O editor do blogue Mundo Botafogo compilou diversas entrevistas do
próprio Kaiser contando a sua inacreditável história. Ei-lo falando na primeira
pessoa do singular:
– Quero que
percebam os motivos que me levaram a mentir. A pobreza da minha família
atirou-me para um poço sem fundo, sem eu ter opção. Habituei-me a representar
porque não me deixaram ser o que eu queria.
– Eu tenho
facilidade em angariar amizades, tanto que muitos da imprensa da minha época
gostam de mim, porque nunca tratei ninguém mal.
– Jogo completo se tiver uns 20, 30, tem muito. Todo jogo eu dava ‘migué’. Todo jogo eu saía machucado, até treino, se eu pudesse, eu saía machucado.
– Eu mandava
alguém levantar a bola pra mim e errava a bola. Aí sentia o posterior da coxa,
ficava 20 dias no departamento médico. Não tinha ressonância (magnética) na
época. E quando a coisa ficava pesada para o meu lado, tinha um dentista amigo
meu que dava um atestado de que era foco dentário. E assim ia levando. [E Renato Gaúcho corrobora: – Sei
que ele era um inimigo da bola. A parte física era com ele. No coletivo ele combinava
com um colega... Na primeira jogada me acerta porque eu tenho que ir para o
departamento médico.]
– Na época a
gente ficava concentrado em hotel. Eu chegava três dias antes, levava dez
mulheres e alugava apartamentos dois andares abaixo do que o time ia ficar. De
noite ninguém fugia de concentração, a única coisa que a gente fazia era descer
escada. Tanto que tem treinador hoje que bota segurança no andar.
– Mulher era a
coisa mais fácil, podia ser em espanhol, inglês, francês. Porque jogador já tem
esse assédio, eu não me considero um cara feio.

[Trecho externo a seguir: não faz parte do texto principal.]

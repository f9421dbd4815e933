use std::net::SocketAddr;
use std::sync::Arc;
use std::time::Duration;

use axum::http::header::{AUTHORIZATION, CONTENT_TYPE};
use axum::http::{HeaderName, Method, StatusCode};
use axum::Router;
use tower_http::catch_panic::CatchPanicLayer;
use tower_http::cors::CorsLayer;
use tower_http::request_id::{MakeRequestUuid, PropagateRequestIdLayer, SetRequestIdLayer};
use tower_http::services::ServeDir;
use tower_http::timeout::TimeoutLayer;
use tower_http::trace::{DefaultMakeSpan, DefaultOnResponse, TraceLayer};
use tracing::Level;
use tracing_subscriber::{layer::SubscriberExt, util::SubscriberInitExt, EnvFilter};

use eventplan_api::config::ServerConfig;
use eventplan_api::state::AppState;
use eventplan_api::{bootstrap, routes};
use eventplan_db::DbPool;

const DEFAULT_LOG_FILTER: &str = "eventplan_api=debug,tower_http=debug";

#[tokio::main]
async fn main() {
    dotenvy::dotenv().ok();
    init_tracing();

    let config = ServerConfig::from_env();
    tracing::info!(host = %config.host, port = config.port, "Loaded server configuration");

    let pool = connect_database().await;

    bootstrap::seed_passwords(&pool, &config)
        .await
        .expect("Failed to seed initial passwords");

    tokio::fs::create_dir_all(&config.upload.upload_dir)
        .await
        .expect("Failed to create upload directory");
    tracing::info!(upload_dir = %config.upload.upload_dir.display(), "Photo storage ready");

    let addr = SocketAddr::new(
        config.host.parse().expect("Invalid HOST address"),
        config.port,
    );
    let app = build_app(AppState::new(pool, config));

    let listener = tokio::net::TcpListener::bind(addr)
        .await
        .expect("Failed to bind to address");
    tracing::info!(%addr, "Listening");

    // Peer addresses feed the login rate limiter.
    axum::serve(
        listener,
        app.into_make_service_with_connect_info::<SocketAddr>(),
    )
    .with_graceful_shutdown(shutdown_signal())
    .await
    .expect("Server error");

    tracing::info!("Graceful shutdown complete");
}

/// `RUST_LOG` picks the filter; `LOG_FORMAT=json` emits one JSON object per
/// line instead of the human-readable format.
fn init_tracing() {
    let filter = EnvFilter::try_from_default_env().unwrap_or_else(|_| DEFAULT_LOG_FILTER.into());
    let json = std::env::var("LOG_FORMAT").is_ok_and(|v| v.eq_ignore_ascii_case("json"));

    let registry = tracing_subscriber::registry().with(filter);
    if json {
        registry.with(tracing_subscriber::fmt::layer().json()).init();
    } else {
        registry.with(tracing_subscriber::fmt::layer()).init();
    }
}

/// Connect, verify and migrate. Any failure aborts startup.
async fn connect_database() -> DbPool {
    let database_url = std::env::var("DATABASE_URL").expect("DATABASE_URL must be set");

    let pool = eventplan_db::create_pool(&database_url)
        .await
        .expect("Failed to connect to database");
    eventplan_db::health_check(&pool)
        .await
        .expect("Database health check failed");
    eventplan_db::run_migrations(&pool)
        .await
        .expect("Failed to run database migrations");

    tracing::info!("Database ready");
    pool
}

/// Routes plus the middleware stack. Layers run outermost-last: CORS sees
/// the request first, panic recovery sits closest to the handlers.
fn build_app(state: AppState) -> Router {
    let config = Arc::clone(&state.config);
    let request_id_header = HeaderName::from_static("x-request-id");

    Router::new()
        .merge(routes::health::router())
        .nest("/api/v1", routes::api_routes())
        .nest_service("/uploads", ServeDir::new(&config.upload.upload_dir))
        .layer(CatchPanicLayer::new())
        .layer(TimeoutLayer::with_status_code(
            StatusCode::REQUEST_TIMEOUT,
            Duration::from_secs(config.request_timeout_secs),
        ))
        .layer(PropagateRequestIdLayer::new(request_id_header.clone()))
        .layer(
            TraceLayer::new_for_http()
                .make_span_with(DefaultMakeSpan::new().level(Level::INFO))
                .on_response(DefaultOnResponse::new().level(Level::INFO)),
        )
        .layer(SetRequestIdLayer::new(request_id_header, MakeRequestUuid))
        .layer(build_cors_layer(&config))
        .with_state(state)
}

/// Resolves on SIGINT, or SIGTERM on Unix.
async fn shutdown_signal() {
    let ctrl_c = async {
        tokio::signal::ctrl_c()
            .await
            .expect("Failed to install Ctrl-C handler");
    };

    #[cfg(unix)]
    let terminate = async {
        tokio::signal::unix::signal(tokio::signal::unix::SignalKind::terminate())
            .expect("Failed to install SIGTERM handler")
            .recv()
            .await;
    };

    #[cfg(not(unix))]
    let terminate = std::future::pending::<()>();

    tokio::select! {
        () = ctrl_c => tracing::info!("Received SIGINT, shutting down"),
        () = terminate => tracing::info!("Received SIGTERM, shutting down"),
    }
}

/// Panics at startup if a configured origin is not a valid header value.
fn build_cors_layer(config: &ServerConfig) -> CorsLayer {
    let origins: Vec<_> = config
        .cors_origins
        .iter()
        .map(|o| {
            o.parse()
                .unwrap_or_else(|e| panic!("Invalid CORS origin '{o}': {e}"))
        })
        .collect();

    CorsLayer::new()
        .allow_origin(origins)
        .allow_methods([
            Method::GET,
            Method::POST,
            Method::PUT,
            Method::PATCH,
            Method::DELETE,
        ])
        .allow_headers([CONTENT_TYPE, AUTHORIZATION])
        .allow_credentials(true)
        .max_age(Duration::from_secs(3600))
}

– Era viciado em sexo, como Michael Douglas.
Me deitava com ao menos três mulheres por dia.
– Se fui clone de
alguém na vida foi do Renato Gaúcho. A gente se conheceu em 83, ele jogava no
Grêmio e vinha muito pro Rio. Essa fama que ele tem com as mulheres perto de
mim não é nada. A gente saía muito, eu, ele e o Gaúcho (ex-atacante do
Flamengo).
– Sentei-me no
balneário, o doutor Castor [presidente do Bangu] entrou e quando ele
chegou perto de mim, disse-lhe: “Antes que o senhor diga qualquer
coisa, Deus deu-me um pai e o levou. E Ele me deu outro. Então
jamais vou admitir que digam que o meu pai é ladrão e os adeptos
estavam atrás de mim gritando isso.’ Ele segurou-me pela nuca,
beijou-me e convidou-me para viajar. E renovou comigo por mais seis
meses.” [Explicando
por que arrumou uma briga com adeptos logo antes do jogo de estreia pelo Bangu
de modo a ser expulso antes mesmo de começar o jogo]
– Era
brasileiro, e brasileiro tem muita fama por lá [Explicando
a sua apresentação pública em um clube francês que incluía um treino de 15
minutos para a torcida]. O estádio era
pequeno, mas estava bem cheio. Pensei que iria só acenar e tal, mas vi um monte
de bolas no campo e percebi que teria um treino. Fiquei nervoso porque logo no
primeiro dia eles iriam ver que eu não jogava nada. Comecei a pegar todas
as bolas rapidamente e chutá-las para o público. Os adeptos foram à
loucura. Não sobrou uma bola em campo. Ao mesmo tempo beijava a
camisola do clube. Conquistei o carinho dos adeptos e acabou só
acontecendo um treino físico.
– A vida é
marketing. Eu tinha a aparência de uma estrela do futebol. Sabia como falar e
como vender a minha imagem. Quem me via pensava: o tipo jogou em França, esteve
no Flamengo, no Fluminense, é amigo do Bebeto e do Carlos Alberto. Este tipo é
o ‘real deal’. É como o Messi e o Beckham. O Messi é o melhor jogador, mas
aquele que vende é o Beckham. O Messi não vende. Não tem a maneira certa de
falar. Eu tinha. Apareci em vários programas no Brasil e hoje atraio a atenção
a nível global. Não teve nada a ver com a minha qualidade enquanto jogador ou
amante. É tudo culpa do meu carisma.
– Não me
arrependo de nada. Os clubes já enganaram tantos os jogadores, alguém tinha que
ser o vingador dos caras.
– Todos os times que participei
celebraram duas vezes: quando assinei e depois quando fui.